Last week I was asked by a customer to build a new VMware vSphere 5 infrastructure in which they would like to use Auto Deploy for the ESXi 5 hosts. Of course I told them that Auto Deploy was a first release but I didn’t push that too hard, because designing and deploying it for real production environments is also a challenge I hadn’t been able to take up yet. The environment consists of two sites; each site has an EMC VNX 5300 storage array which replicates to the partner. Per site we have 2 Cisco UCS blades in which 10 blades have been assigned for the VMware vSphere 5 environment. Each blade will use the converged FCoE adapter and will be presented to the ESXi hosts as two physical nics and two physical HBAs.
My series on VMware vSphere 5 Auto Deploy:
vSphere 5 – How to run ESXi stateless with vSphere Auto Deploy
vSphere 5 Auto Deploy PXE booting through Cisco ASA firewall
Updating your ESXi host using VMware vSphere 5 Auto deploy
My first Auto Deploy design for real production environment
vCenter and ESXi host configuration
The vCenter design also includes a VMware Site Recovery Manager 5 design, should Site-A fail we can quickly fail over to site-B using VMware SRM and vice versa. vCenter is deployed as a virtual machine and the Auto Deploy service will be running on the vCenter Server.
Should site-A fail because of power failure it would be impossible to get the ESXi host up and running again, since the vCenter VM would be down, including the Auto Deploy services. If the vCenter VM would be running in a cross-site design (vCenter for site-A running on ESXi hosts on site-B), the ESXi would be able to boot if power is restored to site-A because they would boot using vCenter and Auto Deploy from Site-B. However, for a VMware SRM design this would give me problems since losing Site-A would also lose vCenter-B, which I need to set the wheels of a VMware SRM site recovery in motion. To make a quick recovery possible after all ESXi hosts went down, I decided to have the first ESXi host in the blade center use boot from SAN and install ESXi on the “local” boot from SAN disk of 5 GB. The vCenter VM, together with the SQL VM, will always run on this first ESXi host.
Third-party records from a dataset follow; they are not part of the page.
//! Application configuration
//!
//! Layers, later wins:
//! 1. built-in defaults
//! 2. TOML file (`--config`)
//! 3. `OVERLAY_*` environment variables
//!
//! The file layer is strict: a malformed file is a [`ConfigError`]. The
//! environment layer is applied field by field after the file is
//! deserialized. An invalid value is reported as an [`EnvIssue`] and the
//! previous value is kept.

use ::config::{Config, Environment, File, FileFormat};
use overlay_registry::{CapabilityKey, DEFAULT_CACHE_CAPACITY};
use overlay_services::{HttpConfig, LogLevel, LoggerConfig, ServicesConfig};
use serde::de::DeserializeOwned;
use serde::{Deserialize, Serialize};
use serde_json::json;
use std::fmt::{self, Display, Formatter};
use std::path::{Path, PathBuf};

/// Prefix of every recognized environment variable
pub const ENV_PREFIX: &str = "OVERLAY_";

/// Deployment mode
#[derive(Debug, Clone, Copy, Default, PartialEq, Eq, Serialize, Deserialize)]
#[serde(rename_all = "lowercase")]
pub enum Mode {
    /// Local development: verbose logging
    #[default]
    #[serde(alias = "dev")]
    Development,
    /// Automated tests
    Test,
    /// Production
    #[serde(alias = "prod")]
    Production,
}

impl Mode {
    /// Lowercase name
    #[must_use]
    pub fn as_str(self) -> &'static str {
        match self {
            Self::Development => "development",
            Self::Test => "test",
            Self::Production => "production",
        }
    }
}

/// Application configuration
#[derive(Debug, Clone, PartialEq, Serialize, Deserialize)]
#[serde(default)]
pub struct AppConfig {
    /// Deployment mode
    pub mode: Mode,
    /// API base URL; empty selects the HTTP client default
    pub api_base_url: String,
    /// `tracing` filter directive
    pub log_filter: String,
    /// Emit logs as JSON lines
    pub log_json: bool,
    /// Directory holding extension documents
    pub extensions_dir: PathBuf,
    /// Keys skipped during discovery
    pub disabled_extensions: Vec<CapabilityKey>,
    /// Fall back to the extensions linked into the binary
    pub builtin_extensions: bool,
    /// Number of keys the registry is pre-sized for; must be positive
    pub cache_capacity: usize,
}

impl Default for AppConfig {
    fn default() -> Self {
        Self {
            mode: Mode::Development,
            api_base_url: String::new(),
            log_filter: "info".to_string(),
            log_json: false,
            extensions_dir: PathBuf::from("extensions"),
            disabled_extensions: Vec::new(),
            builtin_extensions: true,
            cache_capacity: DEFAULT_CACHE_CAPACITY,
        }
    }
}

/// Environment variable rejected during loading
#[derive(Debug, Clone, PartialEq, Eq)]
pub struct EnvIssue {
    /// Variable name
    pub var: String,
    /// Rejected value
    pub value: String,
    /// Why it was rejected
    pub reason: String,
}

impl Display for EnvIssue {
    fn fmt(&self, f: &mut Formatter<'_>) -> fmt::Result {
        write!(f, "{}={:?}: {}", self.var, self.value, self.reason)
    }
}

/// Configuration loading errors
#[derive(Debug, thiserror::Error)]
pub enum ConfigError {
    /// Config file missing, unreadable or not valid TOML
    #[error("failed to load config file {path}: {source}")]
    File {
        /// File path
        path: PathBuf,
        /// Loader error
        #[source]
        source: ::config::ConfigError,
    },

    /// Config file holds a value of the wrong shape
    #[error("invalid configuration: {0}")]
    Invalid(#[source] ::config::ConfigError),

    /// Environment could not be collected
    #[error("failed to read environment: {0}")]
    Environment(#[source] ::config::ConfigError),
}

impl AppConfig {
    /// Load from an optional file, then apply the process environment
    ///
    /// Returns the config and any rejected environment values.
    ///
    /// # Errors
    /// [`ConfigError`] if the file is given but missing or malformed
    pub fn load(path: Option<&Path>) -> Result<(Self, Vec<EnvIssue>), ConfigError> {
        Self::load_with_env(path, env_source())
    }

    /// [`load`](Self::load) with an explicit environment source
    ///
    /// # Errors
    /// [`ConfigError`] if the file is given but missing or malformed
    pub fn load_with_env(
        path: Option<&Path>,
        env: Environment,
    ) -> Result<(Self, Vec<EnvIssue>), ConfigError> {
        let mut config = match path {
            Some(path) => Self::from_file(path)?,
            None => Self::default(),
        };
        let env = Config::builder()
            .add_source(env)
            .build()
            .map_err(ConfigError::Environment)?;
        let issues = config.apply_env(&env);
        Ok((config, issues))
    }

    /// Load defaults overlaid with a TOML file
    ///
    /// # Errors
    /// [`ConfigError`] if the file is missing or malformed
    pub fn from_file(path: &Path) -> Result<Self, ConfigError> {
        let layered = Config::builder()
            .add_source(File::from(path).format(FileFormat::Toml).required(true))
            .build()
            .map_err(|source| ConfigError::File {
                path: path.to_path_buf(),
                source,
            })?;
        layered.try_deserialize().map_err(ConfigError::Invalid)
    }

    /// Apply an environment layer field by field
    ///
    /// Keys are field names (`mode`, `api_base_url`, ...); absent keys keep
    /// the current value.
    pub fn apply_env(&mut self, env: &Config) -> Vec<EnvIssue> {
        let mut issues = Vec::new();

        if let Some(mode) = env_field(env, "mode", &mut issues, Ok::<Mode, String>) {
            self.mode = mode;
        }
        if let Some(url) = env_field(env, "api_base_url", &mut issues, |url: String| {
            validate_base_url(&url).map(|()| url.trim().to_string())
        }) {
            self.api_base_url = url;
        }
        if let Some(filter) = env_field(env, "log_filter", &mut issues, |f: String| {
            Ok(f.trim().to_string())
        }) {
            self.log_filter = filter;
        }
        if let Some(json) = env_field(env, "log_json", &mut issues, Ok::<bool, String>) {
            self.log_json = json;
        }
        if let Some(dir) = env_field(env, "extensions_dir", &mut issues, |d: String| {
            Ok(PathBuf::from(d.trim()))
        }) {
            self.extensions_dir = dir;
        }
        if let Some(keys) = env_field(env, "disabled_extensions", &mut issues, parse_key_list) {
            self.disabled_extensions = keys;
        }
        if let Some(builtin) = env_field(env, "builtin_extensions", &mut issues, Ok::<bool, String>) {
            self.builtin_extensions = builtin;
        }
        if let Some(capacity) = env_field(env, "cache_capacity", &mut issues, |n: usize| {
            if n == 0 {
                Err("expected a positive integer".to_string())
            } else {
                Ok(n)
            }
        }) {
            self.cache_capacity = capacity;
        }

        issues
    }

    /// Base service settings derived from this config
    #[must_use]
    pub fn services_config(&self) -> ServicesConfig {
        let level = match self.mode {
            Mode::Development => LogLevel::Debug,
            Mode::Test | Mode::Production => LogLevel::Info,
        };
        let mut logger = LoggerConfig {
            level,
            ..LoggerConfig::default()
        };
        logger.context.insert("mode".to_string(), json!(self.mode.as_str()));

        let mut http = HttpConfig::default();
        if !self.api_base_url.is_empty() {
            http = http.with_base_url(self.api_base_url.clone());
        }

        ServicesConfig {
            logger,
            http,
            ..ServicesConfig::default()
        }
    }
}

/// `OVERLAY_*` variables of the running process
#[must_use]
pub fn env_source() -> Environment {
    Environment::with_prefix(ENV_PREFIX.trim_end_matches('_'))
}

/// Typed value of one environment field, validated by `check`
///
/// `None` when the variable is unset or rejected; rejections are recorded.
fn env_field<T, U, F>(env: &Config, field: &str, issues: &mut Vec<EnvIssue>, check: F) -> Option<U>
where
    T: DeserializeOwned,
    F: FnOnce(T) -> Result<U, String>,
{
    let raw = match env.get_string(field) {
        Ok(raw) => raw,
        Err(::config::ConfigError::NotFound(_)) => return None,
        Err(err) => {
            issues.push(EnvIssue::rejected(field, String::new(), err.to_string()));
            return None;
        }
    };
    let checked = env
        .get::<T>(field)
        .map_err(|err| err.to_string())
        .and_then(check);
    match checked {
        Ok(value) => Some(value),
        Err(reason) => {
            issues.push(EnvIssue::rejected(field, raw, reason));
            None
        }
    }
}

impl EnvIssue {
    fn rejected(field: &str, value: String, reason: String) -> Self {
        Self {
            var: format!("{ENV_PREFIX}{}", field.to_ascii_uppercase()),
            value,
            reason,
        }
    }
}

fn parse_key_list(raw: String) -> Result<Vec<CapabilityKey>, String> {
    raw.split(',')
        .map(str::trim)
        .filter(|s| !s.is_empty())
        .map(|s| s.parse::<CapabilityKey>().map_err(|e| e.to_string()))
        .collect()
}

/// Empty, or an absolute `http(s)` URL with a host
fn validate_base_url(value: &str) -> Result<(), String> {
    let value = value.trim();
    if value.is_empty() {
        return Ok(());
    }
    let rest = value
        .strip_prefix("https://")
        .or_else(|| value.strip_prefix("http://"))
        .ok_or_else(|| "expected an absolute http(s) URL or an empty value".to_string())?;
    let host = rest.split(['/', '?', '#']).next().unwrap_or_default();
    if host.is_empty() {
        return Err("URL has no host".to_string());
    }
    Ok(())
}

#[cfg(test)]
mod tests {
    use super::*;
    use pretty_assertions::assert_eq;
    use std::io::Write;

    fn env(pairs: &[(&str, &str)]) -> Environment {
        let vars: ::config::Map<String, String> = pairs
            .iter()
            .map(|(k, v)| ((*k).to_string(), (*v).to_string()))
            .collect();
        env_source().source(Some(vars))
    }

    fn toml_file(contents: &str) -> tempfile::NamedTempFile {
        let mut file = tempfile::Builder::new().suffix(".toml").tempfile().unwrap();
        writeln!(file, "{contents}").unwrap();
        file
    }

    #[test]
    fn defaults() {
        let (config, issues) = AppConfig::load_with_env(None, env(&[])).unwrap();
        assert!(issues.is_empty());
        assert_eq!(config, AppConfig::default());
        assert_eq!(config.mode, Mode::Development);
        assert_eq!(config.log_filter, "info");
        assert_eq!(config.extensions_dir, PathBuf::from("extensions"));
        assert_eq!(config.cache_capacity, DEFAULT_CACHE_CAPACITY);
    }

    #[test]
    fn file_overrides_defaults() {
        let file = toml_file(
            "mode = \"production\"\napi_base_url = \"https://api.example.test\"\ndisabled_extensions = [\"core:logger\"]",
        );

        let config = AppConfig::from_file(file.path()).unwrap();
        assert_eq!(config.mode, Mode::Production);
        assert_eq!(config.api_base_url, "https://api.example.test");
        assert_eq!(config.disabled_extensions, vec!["core:logger".parse().unwrap()]);
        assert_eq!(config.log_filter, "info");
    }

    #[test]
    fn malformed_file_is_an_error() {
        let file = toml_file("mode = \"staging\"");
        assert!(matches!(
            AppConfig::from_file(file.path()),
            Err(ConfigError::Invalid(_))
        ));

        let file = toml_file("mode = ");
        assert!(matches!(
            AppConfig::from_file(file.path()),
            Err(ConfigError::File { .. })
        ));

        assert!(matches!(
            AppConfig::from_file(Path::new("/nonexistent/overlay.toml")),
            Err(ConfigError::File { .. })
        ));
    }

    #[test]
    fn env_overrides_file() {
        let file = toml_file("mode = \"production\"\nlog_filter = \"warn\"\ncache_capacity = 8");
        let (config, issues) = AppConfig::load_with_env(
            Some(file.path()),
            env(&[
                ("OVERLAY_MODE", "test"),
                ("OVERLAY_LOG_FILTER", "debug,overlay_registry=trace"),
                ("OVERLAY_LOG_JSON", "true"),
                ("OVERLAY_DISABLED_EXTENSIONS", "core:logger, utils:formatDate"),
                ("OVERLAY_CACHE_CAPACITY", "16"),
                ("OVERLAY_BUILTIN_EXTENSIONS", "off"),
                ("PATH", "/usr/bin"),
            ]),
        )
        .unwrap();

        assert!(issues.is_empty());
        assert_eq!(config.mode, Mode::Test);
        assert_eq!(config.log_filter, "debug,overlay_registry=trace");
        assert!(config.log_json);
        assert_eq!(config.disabled_extensions.len(), 2);
        assert_eq!(config.cache_capacity, 16);
        assert!(!config.builtin_extensions);
    }

    #[test]
    fn invalid_env_values_are_reported_and_ignored() {
        let file = toml_file("mode = \"production\"\ncache_capacity = 8");
        let (config, issues) = AppConfig::load_with_env(
            Some(file.path()),
            env(&[
                ("OVERLAY_MODE", "staging"),
                ("OVERLAY_API_BASE_URL", "not a url"),
                ("OVERLAY_DISABLED_EXTENSIONS", "core:logger,nope"),
                ("OVERLAY_CACHE_CAPACITY", "0"),
            ]),
        )
        .unwrap();

        let names: Vec<_> = issues.iter().map(|i| i.var.as_str()).collect();
        assert_eq!(
            names,
            vec![
                "OVERLAY_MODE",
                "OVERLAY_API_BASE_URL",
                "OVERLAY_DISABLED_EXTENSIONS",
                "OVERLAY_CACHE_CAPACITY"
            ]
        );
        assert_eq!(issues[3].value, "0");
        assert_eq!(config.mode, Mode::Production);
        assert_eq!(config.cache_capacity, 8);
        assert!(config.disabled_extensions.is_empty());
    }

    #[test]
    fn negative_capacity_is_rejected() {
        let (config, issues) =
            AppConfig::load_with_env(None, env(&[("OVERLAY_CACHE_CAPACITY", "-1")])).unwrap();
        assert_eq!(issues.len(), 1);
        assert_eq!(config.cache_capacity, DEFAULT_CACHE_CAPACITY);
    }

    #[test]
    fn mode_aliases() {
        let (config, _) = AppConfig::load_with_env(None, env(&[("OVERLAY_MODE", "prod")])).unwrap();
        assert_eq!(config.mode, Mode::Production);
    }

    #[test]
    fn base_url_validation() {
        assert!(validate_base_url("").is_ok());
        assert!(validate_base_url("https://api.example.test/v1").is_ok());
        assert!(validate_base_url("http://localhost:8080").is_ok());
        assert!(validate_base_url("/api").is_err());
        assert!(validate_base_url("https://").is_err());
    }

    #[test]
    fn services_config_follows_mode() {
        let config = AppConfig {
            mode: Mode::Production,
            api_base_url: "https://api.example.test".to_string(),
            ..AppConfig::default()
        };
        let services = config.services_config();
        assert_eq!(services.logger.level, LogLevel::Info);
        assert_eq!(services.logger.context.get("mode"), Some(&json!("production")));
        assert_eq!(services.http.base_url, "https://api.example.test");

        let dev = AppConfig::default().services_config();
        assert_eq!(dev.logger.level, LogLevel::Debug);
        assert_eq!(dev.http.base_url, "/api");
    }
}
Between the two sites the management VLAN that I will be using is a layer2 stretched VLAN. On this VLAN the customer has a clustered DHCP solution. My first thought was to give each blade a separate physical nic for Auto Deploy because during the boot process only the native VLAN can be used. Since the customer didn’t use the native VLAN for other uses, like switch monitoring, I was free to redirect the native VLAN to the management VLAN. In other words, on the physical switch they created some trunk ports to the ESXi hosts in which the management VLAN was passed as if it was there native VLAN. The network design is based on the distributed vSwitch.
Since the customer isn’t that experienced yet using Auto Deploy, I wanted them to have to do as little management as possible on the PowerShell command line. Therefore I created a ruleset that included a large range of IP addresses which enables them to assign new blades by only changing a DHCP entry.
At the start of this project there a 10 blades on each site but since the whole IP ranges was mine to use, I reserved 20 IP addresses on each site and used these in the PowerShell rules. The following is the code I used to create the rule:
New-DeployRule –Name “Site-A-Rule” –Item “ESXi-5.0.0-20111204001-standard”, “Site-A”, “Site-A-Basic” –Pattern “ipv4=192.168.0.100-192.168.0.120”
The above code creates a rule named “Site-A-Rule” that will add the Auto Deploy hosts to cluster “Site-A”, using host profile “Site-A-Basic” if they meet the requirement of their IPv4 being between 192.168.0.100 and 192.168.0.120.
If they decide to add an extra blade to their current environment, all they need to do is add a new DHCP reservation based on the Mac address in the DHCP server and the new blade will be added to the cluster.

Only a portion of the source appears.